Stored data:
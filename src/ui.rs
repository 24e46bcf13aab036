use crate::app::App;
use crate::braille::BrailleCanvas;
use crate::surface;
use ratatui::{
    layout::{Constraint, Direction, Layout, Rect},
    style::{Color, Style},
    text::{Line, Span},
    widgets::{Block, BorderType, Borders, Clear, Paragraph, Wrap},
    Frame,
};

const SIDEBAR_WIDTH: u16 = 22;

// UI color scheme
const BORDER_COLOR: Color = Color::Cyan;
const HIGHLIGHT_COLOR: Color = Color::Yellow;
const TEXT_COLOR: Color = Color::White;
const DIM_TEXT_COLOR: Color = Color::Gray;

/// Creates a standard styled block with rounded borders
fn styled_block(title: &str) -> Block<'_> {
    Block::default()
        .borders(Borders::ALL)
        .border_type(BorderType::Rounded)
        .border_style(Style::default().fg(BORDER_COLOR))
        .title(title)
}

/// Main render function
pub fn render(frame: &mut Frame, app: &App) {
    let area = frame.area();

    let layout = Layout::default()
        .direction(Direction::Horizontal)
        .constraints([Constraint::Length(SIDEBAR_WIDTH), Constraint::Min(0)])
        .split(area);

    render_sidebar(frame, layout[0], app);
    render_canvas(frame, get_canvas_area(area), app);

    if app.show_help {
        render_help_overlay(frame, area);
    }
}

/// Screen area of the grid canvas. The canvas is sized so that its Braille
/// dot resolution is square, since a dot is roughly square on screen.
pub fn get_canvas_area(frame_area: Rect) -> Rect {
    let avail_width = frame_area.width.saturating_sub(SIDEBAR_WIDTH);
    let avail_height = frame_area.height;
    let side_dots = (avail_width as u32 * 2).min(avail_height as u32 * 4);
    let width = (side_dots / 2) as u16;
    let height = (side_dots / 4) as u16;
    Rect {
        x: frame_area.x + SIDEBAR_WIDTH.min(frame_area.width) + (avail_width - width) / 2,
        y: frame_area.y + (avail_height - height) / 2,
        width,
        height,
    }
}

fn render_sidebar(frame: &mut Frame, area: Rect, app: &App) {
    let sections = Layout::default()
        .direction(Direction::Vertical)
        .constraints([
            Constraint::Length(7), // Status
            Constraint::Length(app.shapes.names().len() as u16 + 2),
            Constraint::Min(10), // Controls
        ])
        .split(area);

    render_status_box(frame, sections[0], app);
    render_shapes_box(frame, sections[1], app);
    render_controls_box(frame, sections[2], app);
}

fn render_status_box(frame: &mut Frame, area: Rect, app: &App) {
    let block = styled_block(" Game of Life ");

    let (status_text, status_color) = if app.is_playing() {
        ("PLAYING", Color::Green)
    } else {
        ("PAUSED", HIGHLIGHT_COLOR)
    };

    let text = Style::default().fg(TEXT_COLOR);
    let mut content = vec![
        Line::from(Span::styled(status_text, Style::default().fg(status_color))),
        Line::from(Span::styled(format!("Gen:   {}", app.generation), text)),
        Line::from(Span::styled(format!("Alive: {}", app.state.grid.population()), text)),
        Line::from(Span::styled(
            format!(
                "FPS:   {} ({}ms)",
                app.driver.target_fps(),
                app.driver.frame_interval().as_millis()
            ),
            text,
        )),
    ];
    if let Some(message) = &app.status_message {
        content.push(Line::from(Span::styled(
            message.clone(),
            Style::default().fg(DIM_TEXT_COLOR),
        )));
    }

    let paragraph = Paragraph::new(content).block(block);
    frame.render_widget(paragraph, area);
}

fn render_shapes_box(frame: &mut Frame, area: Rect, app: &App) {
    let block = styled_block(" Shape (1-4) ");

    let content: Vec<Line> = app
        .shapes
        .names()
        .into_iter()
        .enumerate()
        .map(|(i, name)| {
            let selected = name == app.selector;
            let prefix = if selected { "> " } else { "  " };
            let style = if selected {
                Style::default().fg(HIGHLIGHT_COLOR)
            } else {
                Style::default().fg(TEXT_COLOR)
            };
            Line::from(Span::styled(format!("{}{} {}", prefix, i + 1, name), style))
        })
        .collect();

    let paragraph = Paragraph::new(content).block(block);
    frame.render_widget(paragraph, area);
}

fn render_controls_box(frame: &mut Frame, area: Rect, app: &App) {
    let key_style = Style::default().fg(HIGHLIGHT_COLOR);
    let desc_style = Style::default().fg(DIM_TEXT_COLOR);

    // Helper to create a control line
    let make_control = |key: &str, desc: &str| -> Line<'static> {
        Line::from(vec![
            Span::styled(format!("{:>5}", key), key_style),
            Span::styled(format!(" {}", desc), desc_style),
        ])
    };

    let play_label = if app.is_playing() { "pause" } else { "play" };

    let content = vec![
        make_control("Space", play_label),
        make_control(".", "step"),
        make_control("R", "reset"),
        make_control("Tab", "next shape"),
        make_control("+/-", "frame rate"),
        make_control("Mouse", "place shape"),
        make_control("P", "save PNG"),
        make_control("E", "export config"),
        make_control("H", "help"),
        make_control("Q", "quit"),
    ];

    let paragraph = Paragraph::new(content).block(styled_block(" Controls "));
    frame.render_widget(paragraph, area);
}

fn render_canvas(frame: &mut Frame, area: Rect, app: &App) {
    let mut canvas = BrailleCanvas::new(area.width, area.height);
    surface::render(&mut canvas, &app.state);

    let buffer = frame.buffer_mut();
    for cell in canvas.cells() {
        if let Some(target) = buffer.cell_mut((area.x + cell.x, area.y + cell.y)) {
            target.set_char(cell.char).set_fg(cell.color);
        }
    }
}

fn render_help_overlay(frame: &mut Frame, area: Rect) {
    let help_width = 56.min(area.width.saturating_sub(4));
    let help_height = 24.min(area.height.saturating_sub(4));
    let help_area = Rect {
        x: area.x + (area.width.saturating_sub(help_width)) / 2,
        y: area.y + (area.height.saturating_sub(help_height)) / 2,
        width: help_width,
        height: help_height,
    };

    // Clear the background
    frame.render_widget(Clear, help_area);

    let heading = Style::default().fg(HIGHLIGHT_COLOR);
    let content = vec![
        Line::from(""),
        Line::from(Span::styled("CONWAY'S GAME OF LIFE", Style::default().fg(BORDER_COLOR))),
        Line::from(""),
        Line::from("A live cell with two or three live neighbors survives. A dead cell with exactly three live neighbors is born. The grid has hard edges: nothing wraps around."),
        Line::from(""),
        Line::from(Span::styled("PLACING SHAPES:", heading)),
        Line::from("Move the mouse over the grid to preview the selected shape, click to toggle its cells."),
        Line::from("1=Single, 2=Box, 3=Glider, 4=Line, Tab/Shift+Tab=cycle"),
        Line::from(""),
        Line::from(Span::styled("PLAYBACK:", heading)),
        Line::from("Space=Play/Pause, .=Single step, R=Reset (also pauses), +/-=Frame rate"),
        Line::from(""),
        Line::from(Span::styled("OUTPUT:", heading)),
        Line::from("P=Save PNG snapshot, E=Export settings, Q=Quit"),
    ];

    let block = Block::default()
        .borders(Borders::ALL)
        .border_type(BorderType::Double)
        .border_style(Style::default().fg(HIGHLIGHT_COLOR))
        .title(" Help (H to close) ");

    let paragraph = Paragraph::new(content).block(block).wrap(Wrap { trim: true });
    frame.render_widget(paragraph, help_area);
}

:: PROBLEM TO SOLVE ::
Provide the count of lines above that contain "constraints", without any other words.

:: ANSWER BOX ::
2